One by one, the League members take out the Injustice villains: Mirror Master, Poison Ivy, the Tattooed Man, the Scarecrow and Chronos. Superman is the last to get his mojo back (or else he likely would have handled the whole matter on his own) and he’s able to defeat the bad guys’ mysterious leader by destroying the artifacts with his Heat Vision. (Wouldn’t the authorities want those stolen artifacts back, though? This seems a bit needlessly destructive of Superman.) The ringleader is underwhelmingly unmasked as the Flash’s old enemy Abra Kadabra, the magician from the futuristic 64th century. And that was about it–save for the League casting a sideways glance at a humbled Ultraa and wondering what trouble he may cause in the days to come. It’s a perfectly fine story, but the shorter length was going to take some getting used to again on the part of the creators, so as to balance all of the characters and give them all something worthwhile to do.
The JLA MAIL ROOM letters page in this issue showed the results of a recent poll conducted in its pages, giving all of the results as well as the number of people who voted for each.
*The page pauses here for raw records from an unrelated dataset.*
// src/services/visit_service.rs

use std::collections::BTreeSet;
use std::sync::Arc;

use chrono::{Datelike, NaiveDate};
use serde_json::{Map, Value};
use sqlx::PgPool;
use uuid::Uuid;

use crate::{
    common::error::AppError,
    db::{visit_repo::NewVisit, ClientRepository, UserRepository, VisitRepository},
    models::{
        auth::Profile,
        client::Client,
        legacy::LegacyCreateVisit,
        notification::NewVisitEvent,
        visit::{
            ClientCategory, CreateVisitPayload, HomeSummary, SortOrder, UpdateVisitPayload, Visit,
            VisitListQuery, VisitListResponse, VisitResult, VisitScope,
        },
    },
    services::notification_service::NotificationHub,
};

const RECENT_VISITS: usize = 3;

#[derive(Clone)]
pub struct VisitService {
    visit_repo: VisitRepository,
    client_repo: ClientRepository,
    user_repo: UserRepository,
    hub: Arc<NotificationHub>,
    pool: PgPool,
}

impl VisitService {
    pub fn new(
        visit_repo: VisitRepository,
        client_repo: ClientRepository,
        user_repo: UserRepository,
        hub: Arc<NotificationHub>,
        pool: PgPool,
    ) -> Self {
        Self { visit_repo, client_repo, user_repo, hub, pool }
    }

    // =========================================================================
    //  ESCRITA
    // =========================================================================

    pub async fn create_visit(&self, user: &Profile, payload: CreateVisitPayload) -> Result<Visit, AppError> {
        let details = prune_details(payload.client_category, payload.details)?;
        let region = non_blank(payload.region.as_deref());

        let mut tx = self.pool.begin().await?;

        let client = self
            .client_repo
            .find_or_create(
                &mut *tx,
                payload.client_name.trim(),
                non_blank(payload.client_tax_id.as_deref()),
                region,
                Some(payload.client_category),
            )
            .await?;

        let new_visit = NewVisit {
            user_id: Some(user.id),
            salesperson_name: &user.full_name,
            client_id: client.id,
            client_category: payload.client_category,
            region,
            visit_date: payload.visit_date,
            visit_type: payload.visit_type,
            result: payload.result,
            summary: payload.summary.as_deref(),
            details: &details,
            latitude: payload.latitude,
            longitude: payload.longitude,
        };
        let id = self.visit_repo.insert(&mut *tx, &new_visit).await?;

        let visit = self
            .visit_repo
            .find_by_id(&mut *tx, id)
            .await?
            .ok_or(AppError::VisitNotFound)?;
        let recipients = self.user_repo.list_privileged_active_ids(&mut *tx).await?;

        tx.commit().await?;

        tracing::info!(visit_id = %visit.id, user_id = %user.id, "📍 Visita registrada");
        self.notify_new_visit(&visit, &recipients).await;

        Ok(visit)
    }

    /// Inserção pelo formato do shim antigo. Sem usuário informado, a visita
    /// vai para o primeiro administrador.
    pub async fn create_legacy_visit(&self, payload: LegacyCreateVisit) -> Result<Uuid, AppError> {
        let visit_date = parse_legacy_date(&payload.date)?;

        let user_id = match payload.user_id {
            Some(id) => id,
            None => self.user_repo.first_admin_id().await?.ok_or(AppError::UserNotFound)?,
        };
        let user = self
            .user_repo
            .find_by_id(user_id)
            .await?
            .ok_or(AppError::UserNotFound)?;

        let mut details = Map::new();
        if let Some(volume) = payload.volume {
            details.insert("volume".into(), Value::from(volume));
        }
        if let Some(competitor) = non_blank(payload.competitor.as_deref()) {
            details.insert("competitor".into(), Value::from(competitor));
        }
        let details = Value::Object(details);
        let region = non_blank(payload.region.as_deref());

        let mut tx = self.pool.begin().await?;

        let client = self
            .client_repo
            .find_or_create(
                &mut *tx,
                payload.client_name.trim(),
                non_blank(payload.cnpj.as_deref()),
                region,
                payload.client_category,
            )
            .await?;

        let new_visit = NewVisit {
            user_id: Some(user.id),
            salesperson_name: &user.full_name,
            client_id: client.id,
            client_category: payload.client_category.unwrap_or(client.category),
            region,
            visit_date,
            visit_type: payload.visit_type,
            result: payload.result,
            summary: payload.summary.as_deref(),
            details: &details,
            latitude: None,
            longitude: None,
        };
        let id = self.visit_repo.insert(&mut *tx, &new_visit).await?;
        let visit = self
            .visit_repo
            .find_by_id(&mut *tx, id)
            .await?
            .ok_or(AppError::VisitNotFound)?;
        let recipients = self.user_repo.list_privileged_active_ids(&mut *tx).await?;

        tx.commit().await?;

        tracing::info!(visit_id = %id, user_id = %user.id, "📍 Visita registrada pelo formato antigo");
        self.notify_new_visit(&visit, &recipients).await;

        Ok(id)
    }

    pub async fn update_visit(
        &self,
        user: &Profile,
        id: Uuid,
        payload: UpdateVisitPayload,
    ) -> Result<Visit, AppError> {
        let current = self.find_modifiable(user, id).await?;
        let details = prune_details(current.client_category, payload.details)?;

        let updated = self
            .visit_repo
            .update(
                id,
                payload.visit_date,
                payload.visit_type,
                payload.result,
                payload.summary.as_deref(),
                &details,
            )
            .await?;
        if !updated {
            return Err(AppError::VisitNotFound);
        }

        self.visit_repo
            .find_by_id(&self.pool, id)
            .await?
            .ok_or(AppError::VisitNotFound)
    }

    pub async fn delete_visit(&self, user: &Profile, id: Uuid) -> Result<(), AppError> {
        self.find_modifiable(user, id).await?;

        if !self.visit_repo.delete(id).await? {
            return Err(AppError::VisitNotFound);
        }
        tracing::info!(visit_id = %id, user_id = %user.id, "🗑️ Visita excluída");
        Ok(())
    }

    // =========================================================================
    //  LEITURA
    // =========================================================================

    pub async fn get_visit(&self, user: &Profile, id: Uuid) -> Result<Visit, AppError> {
        let visit = self
            .visit_repo
            .find_by_id(&self.pool, id)
            .await?
            .ok_or(AppError::VisitNotFound)?;

        // Fora do escopo responde como inexistente
        if !VisitScope::for_user(user).allows(&visit) {
            return Err(AppError::VisitNotFound);
        }
        Ok(visit)
    }

    pub async fn list_visits(&self, user: &Profile, query: &VisitListQuery) -> Result<VisitListResponse, AppError> {
        let visits = self
            .visit_repo
            .list(VisitScope::for_user(user), None, query.order)
            .await?;

        Ok(filter_visits(visits, query))
    }

    /// Clientes já cadastrados, para o autocompletar do formulário.
    pub async fn list_clients(&self) -> Result<Vec<Client>, AppError> {
        self.client_repo.list_all().await
    }

    pub async fn list_all(&self) -> Result<Vec<Visit>, AppError> {
        self.visit_repo.list(VisitScope::All, None, SortOrder::Desc).await
    }

    pub async fn home_summary(&self, user: &Profile, today: NaiveDate) -> Result<HomeSummary, AppError> {
        let visits = self
            .visit_repo
            .list(VisitScope::for_user(user), None, SortOrder::Desc)
            .await?;
        Ok(summarize_home(visits, today))
    }

    /// Quantas visitas o usuário fez no mês (AAAA-MM).
    pub async fn monthly_interactions(&self, user: &Profile, month: &str) -> Result<i64, AppError> {
        let (start, end) = month_bounds(month)?;
        self.visit_repo.count_for_user_between(user.id, start, end).await
    }

    async fn find_modifiable(&self, user: &Profile, id: Uuid) -> Result<Visit, AppError> {
        let visit = self.get_visit(user, id).await?;
        if !user.role.is_privileged() && visit.user_id != Some(user.id) {
            return Err(AppError::Forbidden);
        }
        Ok(visit)
    }

    async fn notify_new_visit(&self, visit: &Visit, recipients: &[Uuid]) {
        let event = NewVisitEvent {
            visit_id: visit.id,
            salesperson_name: visit.salesperson_name.clone(),
            client_name: visit.client_name.clone(),
            created_at: visit.created_at,
        };
        self.hub.publish(event, recipients).await;
    }
}

// =========================================================================
//  FUNÇÕES PURAS
// =========================================================================

/// Mantém só os campos que se aplicam à categoria do cliente.
pub fn prune_details(category: ClientCategory, details: Value) -> Result<Value, AppError> {
    match details {
        Value::Null => Ok(Value::Object(Map::new())),
        Value::Object(map) => Ok(Value::Object(
            map.into_iter()
                .filter(|(key, _)| category.accepts_detail(key))
                .collect(),
        )),
        _ => Err(AppError::DetailsNotObject),
    }
}

/// Aplica os filtros de tela e monta as opções de vendedor/cidade
/// a partir do conjunto completo (antes do filtro).
pub fn filter_visits(visits: Vec<Visit>, query: &VisitListQuery) -> VisitListResponse {
    let salespeople: BTreeSet<String> = visits.iter().map(|v| v.salesperson_name.clone()).collect();
    let cities: BTreeSet<String> = visits.iter().filter_map(|v| v.region.clone()).collect();

    VisitListResponse {
        visits: visits.into_iter().filter(|v| query.matches(v)).collect(),
        salespeople: salespeople.into_iter().collect(),
        cities: cities.into_iter().collect(),
    }
}

/// `visits` deve vir ordenado da mais recente para a mais antiga.
pub fn summarize_home(visits: Vec<Visit>, today: NaiveDate) -> HomeSummary {
    let month_start = today.with_day(1).unwrap_or(today);

    let today_count = visits.iter().filter(|v| v.visit_date == today).count();
    let month = visits.iter().filter(|v| v.visit_date >= month_start).count();
    let pending = visits
        .iter()
        .filter(|v| v.result == VisitResult::Partial)
        .count();

    HomeSummary {
        today: today_count,
        month,
        pending,
        recent: visits.into_iter().take(RECENT_VISITS).collect(),
    }
}

/// Primeiro e último dia de um mês "AAAA-MM".
pub fn month_bounds(month: &str) -> Result<(NaiveDate, NaiveDate), AppError> {
    let start = NaiveDate::parse_from_str(&format!("{}-01", month.trim()), "%Y-%m-%d")
        .map_err(|_| AppError::InvalidMonth)?;
    let next = start
        .checked_add_months(chrono::Months::new(1))
        .ok_or(AppError::InvalidMonth)?;
    let end = next.pred_opt().ok_or(AppError::InvalidMonth)?;
    Ok((start, end))
}

fn parse_legacy_date(raw: &str) -> Result<NaiveDate, AppError> {
    raw.get(..10)
        .and_then(|prefix| NaiveDate::parse_from_str(prefix, "%Y-%m-%d").ok())
        .ok_or(AppError::InvalidDate)
}

fn non_blank(value: Option<&str>) -> Option<&str> {
    value.map(str::trim).filter(|v| !v.is_empty())
}

#[cfg(test)]
mod tests {
    use super::*;
    use crate::models::visit::tests::visit;
    use serde_json::json;

    #[test]
    fn details_are_pruned_to_the_category() {
        let details = json!({
            "flag": "Ipiranga",
            "opportunity": "Sim",
            "vehicle_qty": 12,
            "competitor": "Shell"
        });

        let pruned = prune_details(ClientCategory::FuelStation, details).unwrap();

        assert_eq!(pruned, json!({ "flag": "Ipiranga", "opportunity": "Sim", "competitor": "Shell" }));
    }

    #[test]
    fn null_details_become_empty_and_arrays_are_rejected() {
        assert_eq!(prune_details(ClientCategory::Other, Value::Null).unwrap(), json!({}));
        assert!(matches!(
            prune_details(ClientCategory::Other, json!(["x"])),
            Err(AppError::DetailsNotObject)
        ));
    }

    #[test]
    fn facets_come_from_the_unfiltered_set() {
        let visits = vec![
            visit("Posto A", "Ricardo", "Belo Horizonte-MG", "2025-03-10"),
            visit("Posto B", "Ana", "Nova Lima-MG", "2025-03-11"),
            visit("Posto C", "Ricardo", "Nova Lima-MG", "2025-03-12"),
        ];
        let query = VisitListQuery { salesperson: Some("Ana".into()), ..Default::default() };

        let response = filter_visits(visits, &query);

        assert_eq!(response.visits.len(), 1);
        assert_eq!(response.salespeople, vec!["Ana", "Ricardo"]);
        assert_eq!(response.cities, vec!["Belo Horizonte-MG", "Nova Lima-MG"]);
    }

    #[test]
    fn home_summary_counts_today_month_and_pending() {
        let today = NaiveDate::from_ymd_opt(2025, 3, 15).unwrap();
        let mut partial = visit("A", "R", "X", "2025-03-15");
        partial.result = VisitResult::Partial;
        let visits = vec![
            partial,
            visit("B", "R", "X", "2025-03-15"),
            visit("C", "R", "X", "2025-03-02"),
            visit("D", "R", "X", "2025-02-27"),
        ];

        let summary = summarize_home(visits, today);

        assert_eq!(summary.today, 2);
        assert_eq!(summary.month, 3);
        assert_eq!(summary.pending, 1);
        assert_eq!(summary.recent.len(), 3);
        assert_eq!(summary.recent[0].client_name, "A");
    }

    #[test]
    fn month_bounds_handle_short_months_and_bad_input() {
        let (start, end) = month_bounds("2024-02").unwrap();
        assert_eq!(start, NaiveDate::from_ymd_opt(2024, 2, 1).unwrap());
        assert_eq!(end, NaiveDate::from_ymd_opt(2024, 2, 29).unwrap());

        let (_, december_end) = month_bounds("2025-12").unwrap();
        assert_eq!(december_end, NaiveDate::from_ymd_opt(2025, 12, 31).unwrap());

        assert!(matches!(month_bounds("2025-13"), Err(AppError::InvalidMonth)));
        assert!(matches!(month_bounds("março"), Err(AppError::InvalidMonth)));
    }

    #[test]
    fn legacy_dates_accept_timestamps() {
        assert_eq!(
            parse_legacy_date("2025-03-10T09:00:00.000Z").unwrap(),
            NaiveDate::from_ymd_opt(2025, 3, 10).unwrap()
        );
        assert!(matches!(parse_legacy_date("10/03/2025"), Err(AppError::InvalidDate)));
    }
}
So it gives a sense of what the active audience for the series was like at the time. The character the fans most wanted expelled from the Justice League turned out to be the Phantom Stranger, who was an infrequent honorary member in the first place. And the hero they wanted to join the group on a regular basis was Zatanna. Conway promised to have Zatanna join the League in short order, though he’d do so in a manner that wouldn’t make everybody happy. But that’s a tale for a future time.